Par ailleurs, contrairement aux dispositions de l’article R.631-3 du code de commerce, le convocation ne comportait aucune note dans laquelle auraient été exposés les faits de nature à motiver l’exercice par le tribunal de son pouvoir d’office.
18- Il apparaît ainsi que le formalisme strict imposé par les textes précités n’a pas été respecté, et que l’acte de saisine du tribunal de commerce est irrégulier, ce qui conduit la cour à prononcer en conséquence la nullité du jugement déféré.
19- Par application des articles 542 et 562 du code de procédure civile, et dès lors que la nullité affectait la saisine du tribunal, et que les sociétés CBF Associés et Ajassociés ès qualités, appelantes, n’ont pas conclu au fond devant la cour et que la société Luxury Food and Distribution, débiteur intimé, n’a conclu au fond qu’à titre subsidiaire, l’effet dévolutif n’a pu jouer, et la cour ne peut statuer sur le fond.
Sur les demandes accessoires:
20- Il convient d’ordonner l’emploi des dépens en frais privilégiés de liquidation
judiciaire
PAR CES MOTIFS:
La cour, statuant publiquement, contradictoirement et en dernier ressort:
Dit que la saisine d’office du tribunal était irrégulière,
Annule le jugement rendu par le tribunal de commerce de Bordeaux le 2 avril 2025, prononçant la liquidation judiciaire de la SAS Luxury Food and Distribution,
Fait retour du dossier au tribunal de commerce saisi pour la poursuite de la procédure de redressement judiciaire,
Ordonne l’emploi des dépens en frais privilégiés de redressement judiciaire.

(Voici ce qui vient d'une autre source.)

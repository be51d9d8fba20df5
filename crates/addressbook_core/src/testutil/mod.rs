//! Deterministic sample contacts for tests and demos.
//!
//! # Responsibility
//! - Build persons with sensible defaults through `PersonBuilder`.
//! - Provide the fixed roster returned by `typical_persons`.
//!
//! # Invariants
//! - Fixtures are produced by functions; every call returns a fresh,
//!   independently owned value. There is no shared mutable fixture state.

mod person_builder;
mod typical_persons;

pub use person_builder::PersonBuilder;
pub use typical_persons::{
    alice, amy, benson, bob, carl, daniel, elle, fiona, george, hoon, ida, typical_address_book,
    typical_persons, KEYWORD_MATCHING_MEIER, VALID_EMAIL_AMY, VALID_EMAIL_BOB, VALID_NAME_AMY,
    VALID_NAME_BOB, VALID_PHONE_AMY, VALID_PHONE_BOB, VALID_TAG_FRIEND, VALID_TAG_HUSBAND,
};
//! Utility modules for wake-backup.

pub mod errors;
pub mod logger;
pub mod retry;

pub use errors::{BackupError, Result};
pub use retry::RetryPolicy;
//! Wake-on-LAN magic packets.

use crate::config::MacAddress;
use async_trait::async_trait;
use std::net::{Ipv4Addr, SocketAddr, SocketAddrV4};
use tokio::net::UdpSocket;

/// Discard port, the conventional wake-on-lan destination.
pub const WAKE_PORT: u16 = 9;

/// Sends a wake signal for a hardware address. Fire-and-forget.
#[async_trait]
pub trait WakeSender: Send + Sync {
    async fn wake(&self, mac: &MacAddress) -> std::io::Result<()>;
}

/// Six `0xff` bytes followed by the address repeated sixteen times.
pub fn magic_packet(mac: &MacAddress) -> [u8; 102] {
    let mut packet = [0xffu8; 102];
    let octets = mac.octets();
    for chunk in packet[6..].chunks_exact_mut(6) {
        chunk.copy_from_slice(&octets);
    }
    packet
}

/// UDP broadcast sender.
#[derive(Debug, Clone)]
pub struct UdpWake {
    target: SocketAddr,
}

impl UdpWake {
    pub fn broadcast() -> Self {
        Self::with_target(SocketAddr::V4(SocketAddrV4::new(Ipv4Addr::BROADCAST, WAKE_PORT)))
    }

    pub fn with_target(target: SocketAddr) -> Self {
        Self { target }
    }
}

impl Default for UdpWake {
    fn default() -> Self {
        Self::broadcast()
    }
}

#[async_trait]
impl WakeSender for UdpWake {
    async fn wake(&self, mac: &MacAddress) -> std::io::Result<()> {
        let socket = UdpSocket::bind((Ipv4Addr::UNSPECIFIED, 0)).await?;
        socket.set_broadcast(true)?;
        socket.send_to(&magic_packet(mac), self.target).await?;
        Ok(())
    }
}
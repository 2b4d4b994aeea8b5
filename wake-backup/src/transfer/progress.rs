//! Parsing of rsync `--info=progress2` output.
//!
//! rsync rewrites its progress line with carriage returns, e.g.
//! `  1,234,567  42%   11.52MB/s    0:01:03 (xfr#5, to-chk=10/20)`.

use std::time::Duration;

/// Whole-transfer progress as reported by rsync.
#[derive(Debug, Clone, PartialEq)]
pub struct TransferProgress {
    /// Bytes transferred so far
    pub transferred_bytes: u64,

    /// Percentage complete (0-100)
    pub percent_complete: u8,

    /// Current transfer speed, as printed by rsync
    pub speed: String,

    /// Estimated time remaining, as printed by rsync
    pub eta: String,
}

impl TransferProgress {
    /// One-line description for notifications.
    pub fn describe(&self) -> String {
        format!(
            "{}% done, {} transferred at {}, {} left",
            self.percent_complete,
            format_bytes(self.transferred_bytes),
            self.speed,
            self.eta
        )
    }
}

/// Parse one progress line; `None` for anything else rsync prints.
pub fn parse_progress_line(line: &str) -> Option<TransferProgress> {
    let mut fields = line.split_whitespace();

    let transferred_bytes = fields.next()?.replace(',', "").parse().ok()?;
    let percent_complete = fields.next()?.strip_suffix('%')?.parse().ok()?;
    let speed = fields.next()?;
    let eta = fields.next()?;
    if !speed.ends_with("/s") {
        return None;
    }

    Some(TransferProgress {
        transferred_bytes,
        percent_complete,
        speed: speed.to_string(),
        eta: eta.to_string(),
    })
}

/// Most recent progress line in a chunk of rsync output.
pub fn latest_progress(output: &str) -> Option<TransferProgress> {
    output
        .split(['\r', '\n'])
        .rev()
        .find_map(parse_progress_line)
}

/// Format bytes as human-readable string
pub fn format_bytes(bytes: u64) -> String {
    const UNITS: &[&str] = &["B", "KB", "MB", "GB", "TB"];
    let mut size = bytes as f64;
    let mut unit_index = 0;

    while size >= 1024.0 && unit_index < UNITS.len() - 1 {
        size /= 1024.0;
        unit_index += 1;
    }

    format!("{:.2} {}", size, UNITS[unit_index])
}

/// Format duration as human-readable string
pub fn format_duration(duration: Duration) -> String {
    let seconds = duration.as_secs();
    if seconds < 60 {
        format!("{}s", seconds)
    } else if seconds < 3600 {
        format!("{}m {}s", seconds / 60, seconds % 60)
    } else {
        format!("{}h {}m", seconds / 3600, (seconds % 3600) / 60)
    }
}
//! SIGINT / SIGTERM handling.
//!
//! [`Signals::install`] runs before anything else in `main`, so a signal
//! that arrives while settings are still being validated is queued instead
//! of killing the process. The controller races its stages against
//! [`Signals::wait`]; whichever finishes first wins and cleanup runs either way.

use tokio::signal::unix::{signal, Signal, SignalKind};
use tracing::{info, warn};

/// Installed SIGINT and SIGTERM streams.
///
/// A handler that cannot be installed never fires.
pub struct Signals {
    interrupt: Option<Signal>,
    terminate: Option<Signal>,
}

impl Signals {
    /// Register both handlers now.
    pub fn install() -> Self {
        Self {
            interrupt: listen(SignalKind::interrupt(), "SIGINT"),
            terminate: listen(SignalKind::terminate(), "SIGTERM"),
        }
    }

    /// Resolve with the signal name once SIGINT or SIGTERM arrives.
    pub async fn wait(mut self) -> String {
        let name = tokio::select! {
            _ = next(&mut self.interrupt) => "SIGINT",
            _ = next(&mut self.terminate) => "SIGTERM",
        };
        info!("Received {}, cleaning up before exit", name);
        name.to_string()
    }
}

fn listen(kind: SignalKind, name: &str) -> Option<Signal> {
    match signal(kind) {
        Ok(stream) => Some(stream),
        Err(e) => {
            warn!("Failed to install {} handler: {}", name, e);
            None
        }
    }
}

async fn next(stream: &mut Option<Signal>) {
    if let Some(stream) = stream {
        if stream.recv().await.is_some() {
            return;
        }
    }
    std::future::pending::<()>().await
}

#[cfg(test)]
mod tests {
    use super::*;
    use nix::sys::signal::{kill, Signal as Sig};
    use nix::unistd::Pid;
    use std::time::Duration;

    #[tokio::test]
    async fn test_signal_before_wait_is_not_lost() {
        let signals = Signals::install();

        // delivered before anything polls the handlers
        kill(Pid::from_raw(std::process::id() as i32), Sig::SIGTERM).unwrap();
        tokio::time::sleep(Duration::from_millis(50)).await;

        let name = tokio::time::timeout(Duration::from_secs(5), signals.wait())
            .await
            .unwrap();
        assert_eq!(name, "SIGTERM");
    }
}
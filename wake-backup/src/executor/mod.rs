//! Runs shell scripts on the destination host, or locally for local-only backups.
//!
//! The rendered script is fed to `bash -s` on stdin, either directly or
//! through `ssh user@host bash -s`, so there is exactly one shell that
//! evaluates it. Its stderr is folded into stdout; the exit status is
//! returned verbatim and callers decide what non-zero means.

pub mod script;
pub mod ssh;

use crate::config::Destination;
use crate::utils::errors::ExecError;
use async_trait::async_trait;
use script::Script;
use ssh::SshCommand;
use std::process::Stdio;
use tokio::io::AsyncWriteExt;
use tracing::debug;

/// Combined output and exit status of a script.
#[derive(Debug, Clone, PartialEq, Eq)]
pub struct CommandOutput {
    pub output: String,
    /// Exit status, or -1 when the shell was killed by a signal
    pub status: i32,
}

impl CommandOutput {
    pub fn success(&self) -> bool {
        self.status == 0
    }

    pub fn trimmed(&self) -> &str {
        self.output.trim()
    }
}

/// Anything that can run a [`Script`] where the backup lives.
#[async_trait]
pub trait CommandRunner: Send + Sync {
    async fn run(&self, script: &Script) -> Result<CommandOutput, ExecError>;
}

#[derive(Debug, Clone)]
enum Target {
    Local,
    Remote(SshCommand),
}

/// [`CommandRunner`] backed by `bash`, locally or over ssh.
#[derive(Debug, Clone)]
pub struct ShellExecutor {
    target: Target,
}

impl ShellExecutor {
    pub fn local() -> Self {
        Self { target: Target::Local }
    }

    pub fn remote(login: impl Into<String>, port: u16) -> Self {
        let ssh = SshCommand::new(login).port(port).remote_arg("bash").remote_arg("-s");
        Self {
            target: Target::Remote(ssh),
        }
    }

    /// Remote executor for remote destinations, local otherwise.
    pub fn for_destination(destination: &Destination, port: u16) -> Self {
        match destination.login() {
            Some(login) => Self::remote(login, port),
            None => Self::local(),
        }
    }

    fn command(&self) -> tokio::process::Command {
        match &self.target {
            Target::Local => {
                let mut command = tokio::process::Command::new("bash");
                command.arg("-s");
                command
            }
            Target::Remote(ssh) => ssh.to_command(),
        }
    }

    fn program(&self) -> &str {
        match &self.target {
            Target::Local => "bash",
            Target::Remote(ssh) => ssh.program(),
        }
    }
}

#[async_trait]
impl CommandRunner for ShellExecutor {
    async fn run(&self, script: &Script) -> Result<CommandOutput, ExecError> {
        let body = script.render().map_err(|reason| ExecError::Render {
            script: script.name().to_string(),
            reason,
        })?;
        let spawn_error = |source| ExecError::Spawn {
            program: self.program().to_string(),
            source,
        };

        debug!(script = script.name(), "Running script");

        let mut child = self
            .command()
            .stdin(Stdio::piped())
            .stdout(Stdio::piped())
            .stderr(Stdio::piped())
            .kill_on_drop(true)
            .spawn()
            .map_err(spawn_error)?;

        if let Some(mut stdin) = child.stdin.take() {
            let text = format!("exec 2>&1\n{body}\n");
            stdin.write_all(text.as_bytes()).await.map_err(spawn_error)?;
        }

        let output = child.wait_with_output().await.map_err(spawn_error)?;
        let mut combined = String::from_utf8_lossy(&output.stdout).into_owned();
        combined.push_str(&String::from_utf8_lossy(&output.stderr));

        let status = output.status.code().unwrap_or(-1);
        debug!(script = script.name(), status, "Script finished");

        Ok(CommandOutput {
            output: combined,
            status,
        })
    }
}
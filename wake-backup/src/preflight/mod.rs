//! Everything that must be in place on the destination before rsync runs.

pub mod rotate;
pub mod sleeplock;

use crate::config::Config;
use crate::executor::script::Script;
use crate::executor::CommandRunner;
use crate::lifecycle::RunState;
use crate::utils::errors::PreflightError;
use tracing::info;

pub use sleeplock::SleepLock;

/// Exit status the layout script uses for "exists but is not a directory".
const NOT_A_DIRECTORY: i32 = 3;

const LAYOUT_TEMPLATE: &str = r#"set -u
for dir in {{dirs}}; do
    if [ -e "$dir" ] && [ ! -d "$dir" ]; then
        echo "$dir exists but is not a directory"
        exit 3
    fi
done
mkdir -p -- {{dirs}}
"#;

/// Acquire the sleep lock, create the directory layout, rotate rsync logs.
///
/// The lock token is stored in `state` as soon as the lock service hands
/// it out, so it is released even if confirming it fails.
pub async fn prepare(
    cfg: &Config,
    shell: &dyn CommandRunner,
    state: &mut RunState,
) -> Result<(), PreflightError> {
    if cfg.use_suspend_lock {
        let lock = SleepLock::acquire(shell, &cfg.lock_command).await?;
        let lock = state.sleep_lock.insert(lock);
        lock.confirm_active(shell).await?;
    }

    ensure_layout(cfg, shell).await?;

    if let Some(log) = &cfg.remote_log_path {
        let out = shell.run(&rotate::rotation_script(log)).await?;
        if !out.success() {
            return Err(PreflightError::LogRotation(out.trimmed().to_string()));
        }
        info!(log = %log, "Rotated rsync logs");
    }

    Ok(())
}

/// Create `DEST/current` and `DEST/old`. Safe to run repeatedly.
pub async fn ensure_layout(cfg: &Config, shell: &dyn CommandRunner) -> Result<(), PreflightError> {
    let dirs = [cfg.destination.current_dir(), cfg.destination.old_dir()];
    let out = shell
        .run(&Script::new("ensure layout", LAYOUT_TEMPLATE).values("dirs", dirs))
        .await?;

    match out.status {
        0 => Ok(()),
        NOT_A_DIRECTORY => Err(PreflightError::NotADirectory(out.trimmed().to_string())),
        _ => Err(PreflightError::Layout(out.trimmed().to_string())),
    }
}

Le présent arrêt a été signé par Monsieur Jean-Pierre FRANCO, président, et par Monsieur Hervé GOUDOT, greffier, auquel la minute a été remise par le magistrat signataire.
Le Greffier Le Magistrat
La République française, au nom du peuple français, mande et ordonne à tous commissaires de justice, sur ce requis, de mettre le dit arrêt à exécution, aux procureurs généraux et aux procureurs de la République près les tribunaux judiciaires d’y tenir la main, à tous commandants et officiers de la force publique de prêter main forte lorsqu’ils en seront légalement requis. En foi de quoi, le présent arrêt a été signé par le président et le greffier.